++++ Data

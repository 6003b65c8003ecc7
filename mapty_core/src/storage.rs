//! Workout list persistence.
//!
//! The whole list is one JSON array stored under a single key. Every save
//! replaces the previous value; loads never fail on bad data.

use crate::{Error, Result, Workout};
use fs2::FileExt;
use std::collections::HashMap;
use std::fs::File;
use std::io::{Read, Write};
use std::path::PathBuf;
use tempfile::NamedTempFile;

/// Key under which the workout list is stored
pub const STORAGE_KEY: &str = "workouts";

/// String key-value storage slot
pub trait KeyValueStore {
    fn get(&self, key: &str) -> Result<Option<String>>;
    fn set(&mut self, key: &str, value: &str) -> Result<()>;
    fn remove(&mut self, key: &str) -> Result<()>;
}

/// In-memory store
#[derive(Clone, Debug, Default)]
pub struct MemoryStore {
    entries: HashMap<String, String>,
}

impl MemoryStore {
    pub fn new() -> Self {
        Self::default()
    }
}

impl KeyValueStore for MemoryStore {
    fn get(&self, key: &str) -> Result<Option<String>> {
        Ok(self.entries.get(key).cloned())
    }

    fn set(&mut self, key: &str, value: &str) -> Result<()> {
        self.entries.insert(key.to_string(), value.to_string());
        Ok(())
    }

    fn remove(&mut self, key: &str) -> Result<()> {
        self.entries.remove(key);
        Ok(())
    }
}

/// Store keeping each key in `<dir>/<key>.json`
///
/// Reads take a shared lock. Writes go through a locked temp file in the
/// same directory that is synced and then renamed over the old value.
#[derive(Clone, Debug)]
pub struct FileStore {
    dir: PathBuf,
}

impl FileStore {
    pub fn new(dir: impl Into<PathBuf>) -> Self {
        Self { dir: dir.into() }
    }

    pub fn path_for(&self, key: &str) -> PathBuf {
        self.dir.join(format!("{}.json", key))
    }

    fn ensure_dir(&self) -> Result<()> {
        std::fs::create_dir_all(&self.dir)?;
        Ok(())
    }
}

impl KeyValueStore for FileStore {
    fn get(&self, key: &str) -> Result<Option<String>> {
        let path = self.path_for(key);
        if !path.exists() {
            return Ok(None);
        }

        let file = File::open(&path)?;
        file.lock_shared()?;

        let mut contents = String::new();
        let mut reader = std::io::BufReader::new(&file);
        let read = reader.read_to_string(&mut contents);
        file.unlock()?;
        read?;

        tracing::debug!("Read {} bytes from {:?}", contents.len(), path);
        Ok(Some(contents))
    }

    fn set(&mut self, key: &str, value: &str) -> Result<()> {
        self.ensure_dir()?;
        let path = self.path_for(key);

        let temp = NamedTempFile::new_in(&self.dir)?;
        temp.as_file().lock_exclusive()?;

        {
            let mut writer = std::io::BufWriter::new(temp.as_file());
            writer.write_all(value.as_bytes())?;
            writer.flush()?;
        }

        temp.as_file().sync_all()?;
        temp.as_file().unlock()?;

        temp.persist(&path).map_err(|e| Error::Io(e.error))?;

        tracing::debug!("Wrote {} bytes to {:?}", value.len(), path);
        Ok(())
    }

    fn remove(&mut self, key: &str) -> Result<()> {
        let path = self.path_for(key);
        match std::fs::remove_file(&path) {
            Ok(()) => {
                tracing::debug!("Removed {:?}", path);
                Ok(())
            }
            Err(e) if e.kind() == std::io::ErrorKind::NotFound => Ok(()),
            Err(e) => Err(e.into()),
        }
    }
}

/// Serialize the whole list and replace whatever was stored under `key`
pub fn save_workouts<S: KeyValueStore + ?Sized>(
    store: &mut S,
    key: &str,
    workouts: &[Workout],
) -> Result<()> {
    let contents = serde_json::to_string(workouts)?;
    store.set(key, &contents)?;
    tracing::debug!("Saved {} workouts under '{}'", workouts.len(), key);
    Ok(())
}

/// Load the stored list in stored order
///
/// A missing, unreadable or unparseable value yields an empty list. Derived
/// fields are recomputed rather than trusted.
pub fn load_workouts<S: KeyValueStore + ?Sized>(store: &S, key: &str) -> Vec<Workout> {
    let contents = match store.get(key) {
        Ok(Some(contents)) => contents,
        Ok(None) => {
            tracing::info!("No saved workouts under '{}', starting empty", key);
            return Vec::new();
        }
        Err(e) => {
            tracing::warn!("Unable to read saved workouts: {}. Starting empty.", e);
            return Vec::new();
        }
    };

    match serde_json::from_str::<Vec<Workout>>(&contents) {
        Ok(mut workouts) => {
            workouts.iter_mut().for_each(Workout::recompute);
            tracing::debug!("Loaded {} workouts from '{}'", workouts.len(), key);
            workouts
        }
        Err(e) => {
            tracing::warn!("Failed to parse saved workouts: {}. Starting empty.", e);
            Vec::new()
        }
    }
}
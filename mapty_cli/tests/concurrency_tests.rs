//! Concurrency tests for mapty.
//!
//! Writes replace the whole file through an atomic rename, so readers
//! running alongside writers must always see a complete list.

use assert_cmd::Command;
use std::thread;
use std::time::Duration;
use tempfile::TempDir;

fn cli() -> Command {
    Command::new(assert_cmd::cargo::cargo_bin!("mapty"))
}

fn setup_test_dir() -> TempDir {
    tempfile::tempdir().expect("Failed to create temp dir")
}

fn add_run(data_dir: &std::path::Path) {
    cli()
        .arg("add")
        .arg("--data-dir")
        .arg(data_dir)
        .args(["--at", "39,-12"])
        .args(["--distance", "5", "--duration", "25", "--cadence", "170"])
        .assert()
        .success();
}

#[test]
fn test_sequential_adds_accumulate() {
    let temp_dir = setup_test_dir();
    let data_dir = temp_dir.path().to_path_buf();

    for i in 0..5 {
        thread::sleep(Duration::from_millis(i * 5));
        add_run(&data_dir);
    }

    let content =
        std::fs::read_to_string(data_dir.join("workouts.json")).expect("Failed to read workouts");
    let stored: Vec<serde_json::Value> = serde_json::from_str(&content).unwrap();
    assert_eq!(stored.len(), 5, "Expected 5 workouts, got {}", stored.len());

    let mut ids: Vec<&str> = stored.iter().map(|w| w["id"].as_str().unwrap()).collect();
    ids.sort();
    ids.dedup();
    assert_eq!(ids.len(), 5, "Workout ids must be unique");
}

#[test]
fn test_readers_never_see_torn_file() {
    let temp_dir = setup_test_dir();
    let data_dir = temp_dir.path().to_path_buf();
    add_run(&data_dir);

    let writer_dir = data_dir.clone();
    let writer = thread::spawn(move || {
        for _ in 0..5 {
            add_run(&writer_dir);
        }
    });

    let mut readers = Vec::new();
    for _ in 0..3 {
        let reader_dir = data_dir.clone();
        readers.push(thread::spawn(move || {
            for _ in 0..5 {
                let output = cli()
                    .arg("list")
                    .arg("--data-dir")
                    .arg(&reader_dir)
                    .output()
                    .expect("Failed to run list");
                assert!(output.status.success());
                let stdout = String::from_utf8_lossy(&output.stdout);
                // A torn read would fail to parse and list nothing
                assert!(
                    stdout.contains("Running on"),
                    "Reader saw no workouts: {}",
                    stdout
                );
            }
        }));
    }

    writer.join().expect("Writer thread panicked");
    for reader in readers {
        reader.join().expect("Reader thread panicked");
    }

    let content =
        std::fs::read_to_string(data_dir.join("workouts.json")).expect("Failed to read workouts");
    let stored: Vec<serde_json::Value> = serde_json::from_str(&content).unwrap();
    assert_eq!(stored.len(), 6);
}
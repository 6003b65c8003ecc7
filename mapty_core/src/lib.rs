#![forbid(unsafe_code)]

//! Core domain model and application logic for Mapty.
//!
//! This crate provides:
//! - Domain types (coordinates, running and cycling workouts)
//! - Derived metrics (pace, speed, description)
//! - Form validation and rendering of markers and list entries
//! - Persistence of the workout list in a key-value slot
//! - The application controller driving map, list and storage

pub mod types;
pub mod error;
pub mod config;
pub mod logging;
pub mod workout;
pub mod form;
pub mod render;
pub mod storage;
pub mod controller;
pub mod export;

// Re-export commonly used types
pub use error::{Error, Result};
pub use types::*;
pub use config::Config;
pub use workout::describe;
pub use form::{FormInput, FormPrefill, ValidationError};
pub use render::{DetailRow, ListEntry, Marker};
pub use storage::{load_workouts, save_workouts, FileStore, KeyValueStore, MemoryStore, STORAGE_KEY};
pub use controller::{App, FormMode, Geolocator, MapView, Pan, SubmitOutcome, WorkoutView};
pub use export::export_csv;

++++++++

= What you have to do =
Return each line from the data where the string "filename" can be found.

= Answer box =
filename mapty_core/src/storage.rs
filename mapty_cli/tests/concurrency_tests.rs
filename mapty_core/src/lib.rs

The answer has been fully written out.